Many teachers enjoy their experience of teaching English in Vietnam, although it isn't as laid back as Thailand, for example, and many find it a stressful experience too (the traffic being a frequent complaint). However, the population is young, and keen to learn English, as it is seen as being important in helping them to get a job. EFL jobs in Vietnam generally require less experience and tefl certification than many other countries. Most TEFL jobs in Vietnam are in Ho Chi Minh City (Saigon) and Hanoi, the capital.
Most of those teaching English in Vietnam are working in private language schools. There are also jobs available in Vietnamese universities, but they can be harder to find. Many private language schools only give part-time work to avoid paying tax, so many English teachers work at two schools. As in all countries, the quality of private language schools varies a lot. Do some research on the school before accepting a job: speak to other teachers and check online.
Not all 'volunteer' positions are really volunteer work. Do check this one out, there are many stories of overworked and underpaid 'volunteers.' You're probably better just turning up and finding work yourself.

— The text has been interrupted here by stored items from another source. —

//! Ledger persistence and lookup errors

use super::CapgainsError;
use chrono::NaiveDate;
use std::path::Path;

pub fn read_failed(path: &Path, reason: impl Into<String>) -> CapgainsError {
    CapgainsError::LedgerReadFailed {
        path: path.display().to_string(),
        reason: reason.into(),
    }
}

pub fn parse_failed(path: &Path, reason: impl Into<String>) -> CapgainsError {
    CapgainsError::LedgerParseFailed {
        path: path.display().to_string(),
        reason: reason.into(),
    }
}

pub fn write_failed(path: &Path, reason: impl Into<String>) -> CapgainsError {
    CapgainsError::LedgerWriteFailed {
        path: path.display().to_string(),
        reason: reason.into(),
    }
}

pub fn no_currency_rate(
    fromcurrency: impl ToString,
    tocurrency: impl ToString,
    date: NaiveDate,
) -> CapgainsError {
    CapgainsError::NoCurrencyRate {
        fromcurrency: fromcurrency.to_string(),
        tocurrency: tocurrency.to_string(),
        date: date.to_string(),
    }
}
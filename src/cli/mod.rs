//! CLI definitions using clap derive API
//!
//! This module is organized into submodules for each command's argument
//! types:
//! - import: Import command arguments
//! - lots: Lots report command arguments
//! - gains: Gains report command arguments
//! - dev: Dev workflow arguments
//! - completions: Completions command arguments

use clap::builder::{Styles, styling::AnsiColor};
use clap::{Parser, Subcommand};
use std::path::PathBuf;

pub mod completions;
pub mod dev;
pub mod gains;
pub mod import;
pub mod lots;

pub use completions::CompletionsArgs;
pub use dev::{DevArgs, DevTask};
pub use gains::GainsArgs;
pub use import::ImportArgs;
pub use lots::LotsArgs;

/// capgains - capital gains calculator
///
/// Import securities transaction history and report cost-basis positions and
/// realized gains.
#[derive(Parser, Debug)]
#[command(
    name = "capgains",
    author,
    version,
    color = clap::ColorChoice::Always,
    styles = Styles::styled()
        .header(AnsiColor::Green.on_default().bold())
        .usage(AnsiColor::Green.on_default().bold())
        .literal(AnsiColor::Cyan.on_default().bold())
        .placeholder(AnsiColor::Cyan.on_default()),
    about = "Compute realized capital gains and cost basis from transaction history",
    long_about = "capgains keeps a ledger of securities transactions imported from CSV data \
                  files, books them against an inventory of tax lots, and writes position \
                  and realized-gain reports.",
    after_help = "\x1b[1m\x1b[32mExamples:\x1b[0m\n   \
                  capgains import trades.csv rates.csv  \x1b[90m# Merge data files into the ledger\x1b[0m\n   \
                  capgains lots positions.csv           \x1b[90m# Report open tax lots\x1b[0m\n   \
                  capgains gains 2024.csv -s 2024-01-01 -e 2024-12-31\n   \
                  capgains dev test                     \x1b[90m# Run the test suite with coverage\x1b[0m\n\n\
                  "
)]
pub struct Cli {
    /// Ledger file (defaults to the configured or platform data path)
    #[arg(long, short = 'l', global = true, env = "CAPGAINS_LEDGER")]
    pub ledger: Option<PathBuf>,

    /// Enable verbose output
    #[arg(long, short = 'v', global = true)]
    pub verbose: bool,

    #[command(subcommand)]
    pub command: Commands,
}

#[derive(Subcommand, Debug)]
pub enum Commands {
    /// Import transaction/rate CSV files into the ledger
    Import(ImportArgs),

    /// Report open tax lots as CSV
    Lots(LotsArgs),

    /// Report realized gains as CSV
    Gains(GainsArgs),

    /// Run development workflow tasks
    Dev(DevArgs),

    /// Show version information
    #[command(hide = true)]
    Version,

    /// Generate shell completions
    Completions(CompletionsArgs),
}

#[cfg(test)]
mod tests {
    use super::*;

    #[test]
    fn test_cli_parsing_import() {
        let cli = Cli::try_parse_from(["capgains", "import", "trades.csv"]).unwrap();
        match cli.command {
            Commands::Import(args) => {
                assert_eq!(args.files, vec![PathBuf::from("trades.csv")]);
            }
            _ => panic!("Expected Import command"),
        }
    }

    #[test]
    fn test_cli_parsing_import_requires_files() {
        assert!(Cli::try_parse_from(["capgains", "import"]).is_err());
    }

    #[test]
    fn test_cli_parsing_lots_with_range() {
        let cli = Cli::try_parse_from([
            "capgains", "lots", "out.csv", "-s", "2024-01-01", "-e", "2024-12-31", "-c",
        ])
        .unwrap();
        match cli.command {
            Commands::Lots(args) => {
                assert_eq!(args.file, PathBuf::from("out.csv"));
                assert!(args.dtstart.is_some());
                assert!(args.dtend.is_some());
                assert!(args.consolidate);
            }
            _ => panic!("Expected Lots command"),
        }
    }

    #[test]
    fn test_cli_parsing_bad_date() {
        assert!(Cli::try_parse_from(["capgains", "gains", "out.csv", "-s", "01/01/2024"]).is_err());
    }

    #[test]
    fn test_cli_parsing_dev_tasks() {
        for (raw, expected) in [
            ("test", DevTask::Test),
            ("clean", DevTask::Clean),
            ("install", DevTask::Install),
            ("uninstall", DevTask::Uninstall),
            ("lint", DevTask::Lint),
            ("lint-tests", DevTask::LintTests),
        ] {
            let cli = Cli::try_parse_from(["capgains", "dev", raw]).unwrap();
            match cli.command {
                Commands::Dev(args) => assert_eq!(args.task, expected),
                _ => panic!("Expected Dev command"),
            }
        }
    }

    #[test]
    fn test_cli_parsing_dev_dry_run() {
        let cli = Cli::try_parse_from(["capgains", "dev", "--dry-run", "install"]).unwrap();
        match cli.command {
            Commands::Dev(args) => assert!(args.dry_run),
            _ => panic!("Expected Dev command"),
        }
    }

    #[test]
    fn test_cli_global_options() {
        let cli =
            Cli::try_parse_from(["capgains", "-v", "-l", "/tmp/ledger.json", "lots", "out.csv"])
                .unwrap();
        assert!(cli.verbose);
        assert_eq!(cli.ledger, Some(PathBuf::from("/tmp/ledger.json")));
    }

    #[test]
    fn test_cli_parsing_version() {
        let cli = Cli::try_parse_from(["capgains", "version"]).unwrap();
        assert!(matches!(cli.command, Commands::Version));
    }

    #[test]
    fn test_cli_parsing_completions() {
        let cli = Cli::try_parse_from(["capgains", "completions", "bash"]).unwrap();
        match cli.command {
            Commands::Completions(args) => assert_eq!(args.shell, "bash"),
            _ => panic!("Expected Completions command"),
        }
    }
}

Private language schools usually ask for a BA and TEFL certificate, but many teachers find EFL jobs in Vietnam without these. If you want to work legally with a work permit, you will need a degree. Many of the jobs advertised online require a degree, a TEFL certificates, and experience.
However, most jobs are to be found by being there and looking around yourself. For these jobs qualifications are not always required. A smart appearance is important; and for some jobs a tie is needed. Apart from Ho Chi Minh City and Hanoi, there are also opportunities for tefl jobs in Da Nang, and sometimes in other cities.
Private students are easy to find. As well as local students, you there are many Japanese and Koreans working in Vietnam, and they often want their children to learn English.
Work visas are possible, but hard to get. Many of those teaching English in Vietnam, do so on tourist visas, and renew them for three months. Many schools also change the teacher's tourist visa to a business visa. A lot of schools are not registered to get work visas.
Salaries for teaching English in Vietnam are low, but higher than local salaries (and higher than in many of the neighbouring countries, for example Thailand), so you can live well, if you live simply. Hourly rates are around $10-$20 an hour - although I've seen rates for 45 minute classes at $6. Monthly salaries range from $900-$1,800. As always, you can find examples outside the usual range.
A lot of business is in Ho Chi Minh City, and a lot of teachers work there. There are also more bars and western restaurants there. However, many teachers also like teaching English in Hanoi. There is still a French feel to parts of the city, and if you want to learn Vietnamese, it could be the better choice.
One of the good things about living in Vietnam is the opportunity for travel; both in Vietnam, and in other parts of South East Asia and the Far East. Vietnam has some beautiful places to visit, and it also has wildlife unique to the country.